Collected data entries
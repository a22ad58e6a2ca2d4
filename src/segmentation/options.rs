use serde::{Deserialize, Serialize};

/// How the tissue region is grown from the seeds.
#[derive(Clone, Copy, Debug, PartialEq, Serialize, Deserialize)]
#[serde(tag = "mode", rename_all = "camelCase")]
pub enum GrowthMode {
    /// Connected threshold: accept neighbours with intensity in `[lower, upper]`.
    /// A missing `lower` falls back to the Otsu threshold of the image.
    Threshold {
        lower: Option<f32>,
        upper: Option<f32>,
    },
    /// Confidence connected: the interval is `mean ± multiplier · σ`, first
    /// measured on the seed neighbourhoods and then re-estimated from the
    /// grown region `iterations` times.
    Confidence {
        multiplier: f32,
        iterations: usize,
        radius: usize,
    },
}

impl Default for GrowthMode {
    fn default() -> Self {
        GrowthMode::Confidence {
            multiplier: 2.5,
            iterations: 4,
            radius: 1,
        }
    }
}

/// Seed placement on the representative image.
#[derive(Clone, Debug, Serialize, Deserialize)]
#[serde(default)]
pub struct SeedOptions {
    /// Explicit `[x, y]` seeds; when non-empty automatic placement is skipped.
    pub points: Vec<[usize; 2]>,
    /// Candidate seeds must reach this intensity percentile.
    pub percentile: f64,
    pub max_seeds: usize,
    /// Minimum Chebyshev distance between automatic seeds.
    pub spacing: usize,
}

impl Default for SeedOptions {
    fn default() -> Self {
        Self {
            points: Vec::new(),
            percentile: 95.0,
            max_seeds: 8,
            spacing: 4,
        }
    }
}

/// Options for the spatial-coherence guided segmentation stage.
#[derive(Clone, Debug, Serialize, Deserialize)]
#[serde(default)]
pub struct SegmentationOptions {
    /// Intensity percentiles at which ion images are binarised for scoring.
    pub quantiles: Vec<f64>,
    /// Minimum coherence for an ion image to join the representative image.
    pub coherence_factor: f32,
    /// Upper bound on the number of ion images averaged.
    pub max_images: usize,
    /// Gaussian smoothing of the representative image before growth.
    pub smooth: bool,
    pub seeds: SeedOptions,
    pub growth: GrowthMode,
    /// Close background pockets enclosed by the grown region.
    pub fill_holes: bool,
}

impl Default for SegmentationOptions {
    fn default() -> Self {
        Self {
            quantiles: vec![70.0, 80.0, 90.0],
            coherence_factor: 0.5,
            max_images: 20,
            smooth: true,
            seeds: SeedOptions::default(),
            growth: GrowthMode::default(),
            fill_holes: true,
        }
    }
}
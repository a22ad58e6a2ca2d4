use super::error::DecompositionError;
use crate::image::ImageF32;
use nalgebra::{DMatrix, RowDVector};
use serde::{Deserialize, Serialize};

/// Per-image intensity normalisation applied before decomposition.
#[derive(Clone, Copy, Debug, Default, PartialEq, Eq, Serialize, Deserialize)]
#[serde(rename_all = "camelCase")]
pub enum Normalization {
    None,
    /// Scale each image to `[0, 1]` over the masked pixels.
    #[default]
    MinMax,
    /// Scale each image to unit L2 norm over the masked pixels.
    UnitNorm,
}

impl Normalization {
    pub fn apply(self, row: &mut [f64]) {
        match self {
            Normalization::None => {}
            Normalization::MinMax => {
                let (lo, hi) = row
                    .iter()
                    .fold((f64::INFINITY, f64::NEG_INFINITY), |(lo, hi), &v| {
                        (lo.min(v), hi.max(v))
                    });
                let range = hi - lo;
                if range > f64::EPSILON {
                    row.iter_mut().for_each(|v| *v = (*v - lo) / range);
                } else {
                    row.iter_mut().for_each(|v| *v = 0.0);
                }
            }
            Normalization::UnitNorm => {
                let norm = row.iter().map(|v| v * v).sum::<f64>().sqrt();
                if norm > f64::EPSILON {
                    row.iter_mut().for_each(|v| *v /= norm);
                }
            }
        }
    }
}

/// Masked, normalised pixel values of one image.
pub fn masked_row(
    image: &ImageF32,
    mask: &[bool],
    normalization: Normalization,
) -> Result<RowDVector<f64>, DecompositionError> {
    if mask.len() != image.len() {
        return Err(DecompositionError::ShapeMismatch {
            what: "mask",
            expected: image.len(),
            found: mask.len(),
        });
    }
    let mut values: Vec<f64> = image
        .data
        .iter()
        .zip(mask)
        .filter(|(_, &m)| m)
        .map(|(&v, _)| if v.is_finite() { v as f64 } else { 0.0 })
        .collect();
    if values.is_empty() {
        return Err(DecompositionError::EmptyMask);
    }
    normalization.apply(&mut values);
    Ok(RowDVector::from_vec(values))
}

/// Observation matrix with one row per image and one column per masked pixel.
pub fn data_matrix(
    images: &[ImageF32],
    mask: &[bool],
    normalization: Normalization,
) -> Result<DMatrix<f64>, DecompositionError> {
    if images.len() < 2 {
        return Err(DecompositionError::TooFewObservations {
            found: images.len(),
        });
    }
    let cols = mask.iter().filter(|&&m| m).count();
    if cols == 0 {
        return Err(DecompositionError::EmptyMask);
    }
    let mut matrix = DMatrix::zeros(images.len(), cols);
    for (i, image) in images.iter().enumerate() {
        let row = masked_row(image, mask, normalization)?;
        matrix.set_row(i, &row);
    }
    Ok(matrix)
}

#[cfg(test)]
mod tests {
    use super::*;

    #[test]
    fn rows_follow_the_mask() {
        let a = ImageF32::from_vec(2, 2, vec![1.0, 2.0, 3.0, 4.0]).unwrap();
        let b = ImageF32::from_vec(2, 2, vec![4.0, 0.0, 0.0, 3.0]).unwrap();
        let mask = [true, false, true, true];
        let m = data_matrix(&[a.clone(), b.clone()], &mask, Normalization::None).unwrap();
        assert_eq!(m.shape(), (2, 3));
        assert_eq!(m.row(0).iter().copied().collect::<Vec<_>>(), vec![1.0, 3.0, 4.0]);

        let unit = data_matrix(&[a, b], &mask, Normalization::UnitNorm).unwrap();
        assert!((unit.row(1).norm() - 1.0).abs() < 1e-12);
    }

    #[test]
    fn min_max_maps_to_unit_interval() {
        let mut row = vec![2.0, 4.0, 3.0];
        Normalization::MinMax.apply(&mut row);
        assert_eq!(row, vec![0.0, 1.0, 0.5]);
    }

    #[test]
    fn invalid_inputs_are_rejected() {
        let img = ImageF32::filled(2, 2, 1.0);
        assert_eq!(
            data_matrix(&[img.clone()], &[true; 4], Normalization::None).unwrap_err(),
            DecompositionError::TooFewObservations { found: 1 }
        );
        assert_eq!(
            data_matrix(&[img.clone(), img], &[false; 4], Normalization::None).unwrap_err(),
            DecompositionError::EmptyMask
        );
    }
}
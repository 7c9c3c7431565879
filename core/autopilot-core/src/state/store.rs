//! File-backed session state persistence.
//!
//! One JSON file per project at `<project>/.autopilot/state.json`.
//!
//! # File Format
//!
//! ```json
//! {
//!   "version": 1,
//!   "state": { ... SessionState fields ... }
//! }
//! ```
//!
//! # Defensive Design
//!
//! Loading never fails the controller: missing files, empty files, corrupt
//! JSON and unsupported versions all degrade to a fresh default state. A
//! save failure is surfaced to the caller, who logs it and keeps working with
//! the in-memory value - losing the last checkpoint record is preferable to
//! blocking the user's workflow.
//!
//! # Atomic Writes
//!
//! Saves go to a temp file in the same directory followed by an atomic
//! rename, so a crash mid-write never leaves a partial state file.

use std::io::Write;

use fs_err as fs;
use serde::{Deserialize, Serialize};
use tempfile::NamedTempFile;

use crate::error::{AutoError, Result};
use crate::storage::ProjectPaths;

use super::types::SessionState;

/// Current on-disk schema version.
const STATE_VERSION: u32 = 1;

/// The on-disk JSON structure wrapping the state record.
#[derive(Debug, Serialize, Deserialize)]
struct StateFile {
    version: u32,
    state: SessionState,
}

/// Loads the persisted state, or a fresh default if nothing usable exists.
pub fn load(paths: &ProjectPaths) -> SessionState {
    let path = paths.state_file();
    if !path.exists() {
        return SessionState::default();
    }

    let content = match fs::read_to_string(&path) {
        Ok(c) => c,
        Err(e) => {
            tracing::warn!(path = %path.display(), error = %e, "Unreadable state file, starting fresh");
            return SessionState::default();
        }
    };

    if content.trim().is_empty() {
        tracing::warn!(path = %path.display(), "Empty state file, starting fresh");
        return SessionState::default();
    }

    match serde_json::from_str::<StateFile>(&content) {
        Ok(file) if file.version == STATE_VERSION => file.state,
        Ok(file) => {
            tracing::warn!(
                version = file.version,
                expected = STATE_VERSION,
                "Unsupported state file version, starting fresh"
            );
            SessionState::default()
        }
        Err(e) => {
            tracing::warn!(path = %path.display(), error = %e, "Corrupt state file, starting fresh");
            SessionState::default()
        }
    }
}

/// Returns true if a state file exists for this project.
pub fn exists(paths: &ProjectPaths) -> bool {
    paths.state_file().exists()
}

/// Saves the state via temp-file-plus-atomic-rename.
pub fn save(paths: &ProjectPaths, state: &SessionState) -> Result<()> {
    let path = paths.state_file();
    let parent = paths.data_dir();
    fs::create_dir_all(&parent).map_err(|e| AutoError::Io {
        context: format!("creating {}", parent.display()),
        source: e,
    })?;

    let file = StateFile {
        version: STATE_VERSION,
        state: state.clone(),
    };
    let content = serde_json::to_string_pretty(&file).map_err(|e| AutoError::Json {
        context: "serializing session state".to_string(),
        source: e,
    })?;

    let mut temp = NamedTempFile::new_in(&parent).map_err(|e| AutoError::Io {
        context: "creating temp state file".to_string(),
        source: e,
    })?;
    temp.write_all(content.as_bytes()).map_err(|e| AutoError::Io {
        context: "writing temp state file".to_string(),
        source: e,
    })?;
    temp.flush().map_err(|e| AutoError::Io {
        context: "flushing temp state file".to_string(),
        source: e,
    })?;
    temp.persist(&path).map_err(|e| AutoError::Io {
        context: format!("persisting {}", path.display()),
        source: e.error,
    })?;

    Ok(())
}
//! Hook event input and decision output records.
//!
//! The host delivers one JSON event on stdin per invocation. [`HookInput`]
//! mirrors that wire shape loosely (every field optional, extra fields
//! ignored); [`HookInput::to_event`] narrows it into the closed [`HookEvent`]
//! enum the engine dispatches on. Event names or tools we don't automate
//! yield `None` and the controller answers continue-with-no-action.

use serde::{Deserialize, Serialize};
use serde_json::Value;

/// Raw hook payload as read from stdin.
#[derive(Debug, Clone, Default, Deserialize)]
pub struct HookInput {
    #[serde(default)]
    pub session_id: Option<String>,
    #[serde(default)]
    pub cwd: Option<String>,
    #[serde(default)]
    pub hook_event_name: Option<String>,
    #[serde(default)]
    pub tool_name: Option<String>,
    #[serde(default)]
    pub tool_input: Option<Value>,
    #[serde(default)]
    pub tool_response: Option<Value>,
}

/// How a file-modification event touched the file.
#[derive(Debug, Clone, Copy, PartialEq, Eq)]
pub enum FileChangeKind {
    /// An edit to an existing file.
    Edit,
    /// A whole-file write, possibly creating the file.
    Write,
}

/// The closed set of events the controller acts on.
#[derive(Debug, Clone, PartialEq)]
pub enum HookEvent {
    SessionStart,
    FileModified {
        path: String,
        kind: FileChangeKind,
    },
    /// A shell command is about to run (pre-action trust boundary).
    CommandPending {
        command: String,
    },
    /// A shell command finished, with whatever output the host captured.
    CommandCompleted {
        command: String,
        output: Option<String>,
    },
    Stop,
    SessionEnd,
}

impl HookInput {
    /// Narrows the raw payload into an engine event.
    pub fn to_event(&self) -> Option<HookEvent> {
        match self.hook_event_name.as_deref()? {
            "SessionStart" => Some(HookEvent::SessionStart),
            "PreToolUse" => match self.tool_name.as_deref() {
                Some("Bash") => Some(HookEvent::CommandPending {
                    command: self.input_str("command")?,
                }),
                _ => None,
            },
            "PostToolUse" => match self.tool_name.as_deref() {
                Some("Edit") | Some("MultiEdit") | Some("NotebookEdit") => {
                    Some(HookEvent::FileModified {
                        path: self.input_str("file_path")?,
                        kind: FileChangeKind::Edit,
                    })
                }
                Some("Write") => Some(HookEvent::FileModified {
                    path: self.input_str("file_path")?,
                    kind: FileChangeKind::Write,
                }),
                Some("Bash") => Some(HookEvent::CommandCompleted {
                    command: self.input_str("command")?,
                    output: self.response_str(),
                }),
                _ => None,
            },
            "Stop" => Some(HookEvent::Stop),
            "SessionEnd" => Some(HookEvent::SessionEnd),
            other => {
                tracing::debug!(event_name = other, "Unhandled event");
                None
            }
        }
    }

    fn input_str(&self, key: &str) -> Option<String> {
        self.tool_input
            .as_ref()?
            .get(key)?
            .as_str()
            .map(str::to_string)
    }

    fn response_str(&self) -> Option<String> {
        let response = self.tool_response.as_ref()?;
        if let Some(s) = response.as_str() {
            return Some(s.to_string());
        }
        response
            .get("stdout")
            .and_then(Value::as_str)
            .map(str::to_string)
    }
}

/// Whether the triggering action may proceed.
#[derive(Debug, Clone, Copy, PartialEq, Eq, Serialize)]
#[serde(rename_all = "lowercase")]
pub enum Verdict {
    Continue,
    Block,
}

/// The decision record written once to stdout.
#[derive(Debug, Clone, PartialEq, Serialize)]
pub struct HookDecision {
    pub decision: Verdict,
    #[serde(skip_serializing_if = "Option::is_none")]
    pub message: Option<String>,
}

impl HookDecision {
    pub fn proceed() -> Self {
        HookDecision {
            decision: Verdict::Continue,
            message: None,
        }
    }

    pub fn proceed_with(message: impl Into<String>) -> Self {
        HookDecision {
            decision: Verdict::Continue,
            message: Some(message.into()),
        }
    }

    pub fn block(message: impl Into<String>) -> Self {
        HookDecision {
            decision: Verdict::Block,
            message: Some(message.into()),
        }
    }

    /// Process exit code paired with this decision: 0 continues, 2 blocks.
    pub fn exit_code(&self) -> i32 {
        match self.decision {
            Verdict::Continue => 0,
            Verdict::Block => 2,
        }
    }
}

#[cfg(test)]
mod tests {
    use super::*;
    use serde_json::json;

    fn input(event: &str, tool: Option<&str>, tool_input: Value) -> HookInput {
        HookInput {
            session_id: Some("s-1".to_string()),
            cwd: Some("/project".to_string()),
            hook_event_name: Some(event.to_string()),
            tool_name: tool.map(str::to_string),
            tool_input: Some(tool_input),
            tool_response: None,
        }
    }

    #[test]
    fn test_edit_maps_to_file_modified() {
        let event = input(
            "PostToolUse",
            Some("Edit"),
            json!({"file_path": "src/a.ts"}),
        )
        .to_event()
        .unwrap();
        assert_eq!(
            event,
            HookEvent::FileModified {
                path: "src/a.ts".to_string(),
                kind: FileChangeKind::Edit,
            }
        );
    }

    #[test]
    fn test_write_maps_to_file_written() {
        let event = input("PostToolUse", Some("Write"), json!({"file_path": "b.ts"}))
            .to_event()
            .unwrap();
        assert!(matches!(
            event,
            HookEvent::FileModified {
                kind: FileChangeKind::Write,
                ..
            }
        ));
    }

    #[test]
    fn test_pre_bash_maps_to_command_pending() {
        let event = input(
            "PreToolUse",
            Some("Bash"),
            json!({"command": "git commit -m x"}),
        )
        .to_event()
        .unwrap();
        assert_eq!(
            event,
            HookEvent::CommandPending {
                command: "git commit -m x".to_string(),
            }
        );
    }

    #[test]
    fn test_post_bash_captures_stdout_from_structured_response() {
        let mut raw = input("PostToolUse", Some("Bash"), json!({"command": "npm run dev"}));
        raw.tool_response = Some(json!({"stdout": "ready on port 3000", "stderr": ""}));
        let event = raw.to_event().unwrap();
        assert_eq!(
            event,
            HookEvent::CommandCompleted {
                command: "npm run dev".to_string(),
                output: Some("ready on port 3000".to_string()),
            }
        );
    }

    #[test]
    fn test_unknown_event_and_tool_are_ignored() {
        assert!(input("Notification", None, json!({})).to_event().is_none());
        assert!(input("PostToolUse", Some("Glob"), json!({}))
            .to_event()
            .is_none());
        assert!(HookInput::default().to_event().is_none());
    }

    #[test]
    fn test_decision_serialization_and_exit_codes() {
        let ok = HookDecision::proceed();
        assert_eq!(ok.exit_code(), 0);
        assert_eq!(
            serde_json::to_string(&ok).unwrap(),
            r#"{"decision":"continue"}"#
        );

        let blocked = HookDecision::block("lint failed");
        assert_eq!(blocked.exit_code(), 2);
        assert_eq!(
            serde_json::to_string(&blocked).unwrap(),
            r#"{"decision":"block","message":"lint failed"}"#
        );
    }

    #[test]
    fn test_wire_parse_ignores_extra_fields() {
        let raw = r#"{
            "session_id": "abc",
            "transcript_path": "/tmp/t.jsonl",
            "hook_event_name": "SessionStart",
            "source": "startup"
        }"#;
        let parsed: HookInput = serde_json::from_str(raw).unwrap();
        assert_eq!(parsed.to_event(), Some(HookEvent::SessionStart));
    }
}
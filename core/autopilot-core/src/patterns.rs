//! Output parsing and file-convention heuristics.
//!
//! Test-file resolution, test-failure extraction, build-error extraction and
//! dev-server detection. Everything here is pure string/path work; the
//! regexes are compiled once.

use std::path::{Path, PathBuf};

use once_cell::sync::Lazy;
use regex::Regex;
use walkdir::WalkDir;

use crate::state::{BuildError, PendingFix};

/// Context lines captured per test failure.
const FAILURE_CONTEXT_LINES: usize = 5;

/// Depth limit for the parallel-test-directory scan.
const TEST_SCAN_DEPTH: usize = 6;

/// Jest/vitest style failure header: `FAIL src/foo.test.ts`.
static TEST_FAILURE: Lazy<Regex> =
    Lazy::new(|| Regex::new(r"(?m)^\s*(?:FAIL|✕|✗|not ok(?: \d+)?)\s+-?\s*(\S+)").unwrap());

/// tsc style: `src/foo.ts(12,5): error TS2304: ...`.
static TSC_ERROR: Lazy<Regex> =
    Lazy::new(|| Regex::new(r"(?m)^(.+?)\((\d+),\d+\):\s*error\s+(.+)$").unwrap());

/// gcc/eslint style: `src/foo.ts:12:5: error: ...` / `src/foo.ts:12 error ...`.
static LINE_ERROR: Lazy<Regex> =
    Lazy::new(|| Regex::new(r"(?m)^(.+?):(\d+)(?::\d+)?:?\s*(?:error|Error)[: ]\s*(.+)$").unwrap());

/// Commands that look like a dev server being started.
static DEV_SERVER: Lazy<Regex> = Lazy::new(|| {
    Regex::new(
        r"\b(?:npm|pnpm|yarn)\s+(?:run\s+)?(?:dev|serve|start)\b|\bvite\b|\bnext\s+dev\b|\bwebpack\s+serve\b",
    )
    .unwrap()
});

static PORT_FLAG: Lazy<Regex> = Lazy::new(|| Regex::new(r"(?:--port|-p)[= ](\d{2,5})").unwrap());

// ─────────────────────────────────────────────────────────────────────────────
// Test-file resolution
// ─────────────────────────────────────────────────────────────────────────────

/// Returns true if the path itself follows a test-file convention.
pub fn is_test_file(path: &str) -> bool {
    let name = Path::new(path)
        .file_name()
        .map(|n| n.to_string_lossy().into_owned())
        .unwrap_or_default();
    if name.contains(".test.") || name.contains(".spec.") {
        return true;
    }
    Path::new(path)
        .components()
        .any(|c| matches!(c.as_os_str().to_str(), Some("__tests__") | Some("tests")))
}

/// Resolves the test files covering `file_path`.
///
/// Conventions checked, in order: extension-swap siblings
/// (`foo.test.<ext>`, `foo.spec.<ext>`), a sibling `__tests__/` directory,
/// and a scan of the project's `tests/` and `__tests__/` trees for a
/// matching basename. Only files that exist are returned, deduplicated.
pub fn resolve_test_files(file_path: &str, cwd: &Path) -> Vec<String> {
    let source = if Path::new(file_path).is_absolute() {
        PathBuf::from(file_path)
    } else {
        cwd.join(file_path)
    };

    let (Some(stem), Some(ext)) = (
        source.file_stem().and_then(|s| s.to_str()),
        source.extension().and_then(|e| e.to_str()),
    ) else {
        return Vec::new();
    };

    let test_names = [
        format!("{}.test.{}", stem, ext),
        format!("{}.spec.{}", stem, ext),
    ];

    let mut found: Vec<String> = Vec::new();
    let mut push = |candidate: PathBuf| {
        if candidate.is_file() {
            let s = candidate.to_string_lossy().into_owned();
            if !found.contains(&s) {
                found.push(s);
            }
        }
    };

    if let Some(dir) = source.parent() {
        for name in &test_names {
            push(dir.join(name));
            push(dir.join("__tests__").join(name));
        }
    }

    for test_root in ["tests", "__tests__"] {
        let root = cwd.join(test_root);
        if !root.is_dir() {
            continue;
        }
        for entry in WalkDir::new(&root)
            .max_depth(TEST_SCAN_DEPTH)
            .into_iter()
            .filter_map(|e| e.ok())
            .filter(|e| e.file_type().is_file())
        {
            if let Some(name) = entry.file_name().to_str() {
                if test_names.iter().any(|t| t == name) {
                    push(entry.path().to_path_buf());
                }
            }
        }
    }

    found
}

// ─────────────────────────────────────────────────────────────────────────────
// Output parsing
// ─────────────────────────────────────────────────────────────────────────────

/// Extracts pending fixes from test runner output.
///
/// One entry per failure header, carrying the first few lines after the
/// header as error context. Attempts start at 0.
pub fn parse_test_failures(output: &str) -> Vec<PendingFix> {
    let lines: Vec<&str> = output.lines().collect();
    let mut fixes = Vec::new();

    for (idx, line) in lines.iter().enumerate() {
        let Some(caps) = TEST_FAILURE.captures(line) else {
            continue;
        };
        let context: Vec<&str> = lines
            .iter()
            .skip(idx + 1)
            .take(FAILURE_CONTEXT_LINES)
            .copied()
            .collect();
        fixes.push(PendingFix {
            test_file: caps[1].to_string(),
            error: context.join("\n").trim().to_string(),
            fix_attempts: 0,
        });
    }

    fixes
}

/// Extracts structured build errors from compiler output.
///
/// Understands tsc's `file(line,col): error ...` and the common
/// `file:line:col: error: ...` shape.
pub fn parse_build_errors(output: &str) -> Vec<BuildError> {
    let mut errors: Vec<BuildError> = Vec::new();

    for caps in TSC_ERROR.captures_iter(output) {
        errors.push(BuildError {
            file: caps[1].trim().to_string(),
            line: caps[2].parse().unwrap_or(0),
            message: caps[3].trim().to_string(),
        });
    }
    for caps in LINE_ERROR.captures_iter(output) {
        let file = caps[1].trim().to_string();
        let line: u32 = caps[2].parse().unwrap_or(0);
        if errors.iter().any(|e| e.file == file && e.line == line) {
            continue;
        }
        errors.push(BuildError {
            file,
            line,
            message: caps[3].trim().to_string(),
        });
    }

    errors
}

/// Detects a dev-server invocation, returning `(key, port)`.
///
/// The key is the command with whitespace runs collapsed, suitable as a
/// stable map key for the same invocation across events.
pub fn detect_dev_server(command: &str) -> Option<(String, Option<u16>)> {
    if !DEV_SERVER.is_match(command) {
        return None;
    }
    let key = command.split_whitespace().collect::<Vec<_>>().join(" ");
    let port = PORT_FLAG
        .captures(command)
        .and_then(|caps| caps[1].parse().ok());
    Some((key, port))
}

#[cfg(test)]
mod tests {
    use super::*;
    use tempfile::tempdir;

    #[test]
    fn test_test_file_detection() {
        assert!(is_test_file("src/foo.test.ts"));
        assert!(is_test_file("src/foo.spec.tsx"));
        assert!(is_test_file("src/__tests__/foo.ts"));
        assert!(is_test_file("tests/integration.ts"));
        assert!(!is_test_file("src/foo.ts"));
        assert!(!is_test_file("src/testimonials.ts"));
    }

    #[test]
    fn test_resolution_finds_sibling_and_parallel_files() {
        let temp = tempdir().unwrap();
        let src = temp.path().join("src");
        std::fs::create_dir_all(src.join("__tests__")).unwrap();
        std::fs::create_dir_all(temp.path().join("tests")).unwrap();
        std::fs::write(src.join("foo.ts"), "").unwrap();
        std::fs::write(src.join("foo.test.ts"), "").unwrap();
        std::fs::write(src.join("__tests__").join("foo.spec.ts"), "").unwrap();
        std::fs::write(temp.path().join("tests").join("foo.test.ts"), "").unwrap();

        let resolved = resolve_test_files("src/foo.ts", temp.path());
        assert_eq!(resolved.len(), 3);
        assert!(resolved.iter().any(|p| p.ends_with("src/foo.test.ts")));
        assert!(resolved
            .iter()
            .any(|p| p.ends_with("src/__tests__/foo.spec.ts")));
        assert!(resolved.iter().any(|p| p.ends_with("tests/foo.test.ts")));
    }

    #[test]
    fn test_resolution_empty_when_nothing_exists() {
        let temp = tempdir().unwrap();
        assert!(resolve_test_files("src/foo.ts", temp.path()).is_empty());
    }

    #[test]
    fn test_parse_jest_failures_with_context() {
        let output = "\
PASS src/ok.test.ts
FAIL src/foo.test.ts
  ● renders without crashing
    expect(received).toBe(expected)
    Expected: 2
    Received: 3
    at Object.<anonymous>
    more detail
    even more detail
FAIL src/bar.test.ts
  ● other failure
";
        let fixes = parse_test_failures(output);
        assert_eq!(fixes.len(), 2);
        assert_eq!(fixes[0].test_file, "src/foo.test.ts");
        assert_eq!(fixes[0].fix_attempts, 0);
        // Exactly the first 5 context lines are kept.
        assert_eq!(fixes[0].error.lines().count(), 5);
        assert!(fixes[0].error.contains("Expected: 2"));
        assert!(!fixes[0].error.contains("more detail\neven"));
        assert_eq!(fixes[1].test_file, "src/bar.test.ts");
    }

    #[test]
    fn test_parse_tsc_errors() {
        let output = "\
src/foo.ts(12,5): error TS2304: Cannot find name 'bar'.
src/baz.ts(3,1): error TS1005: ';' expected.
";
        let errors = parse_build_errors(output);
        assert_eq!(errors.len(), 2);
        assert_eq!(errors[0].file, "src/foo.ts");
        assert_eq!(errors[0].line, 12);
        assert!(errors[0].message.contains("TS2304"));
    }

    #[test]
    fn test_parse_colon_style_errors_without_duplicates() {
        let output = "src/foo.ts:7:2: error: unexpected token\n";
        let errors = parse_build_errors(output);
        assert_eq!(errors.len(), 1);
        assert_eq!(errors[0].file, "src/foo.ts");
        assert_eq!(errors[0].line, 7);
        assert_eq!(errors[0].message, "unexpected token");
    }

    #[test]
    fn test_dev_server_detection() {
        let (key, port) = detect_dev_server("npm  run dev -- --port 3001").unwrap();
        assert_eq!(key, "npm run dev -- --port 3001");
        assert_eq!(port, Some(3001));

        assert!(detect_dev_server("vite").is_some());
        assert!(detect_dev_server("npm test").is_none());
        assert!(detect_dev_server("git status").is_none());
    }
}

▶ [What you have to do]:
Number of lines above holding "MinMax"? Give that number alone.

▶ [Exercise solution]:
3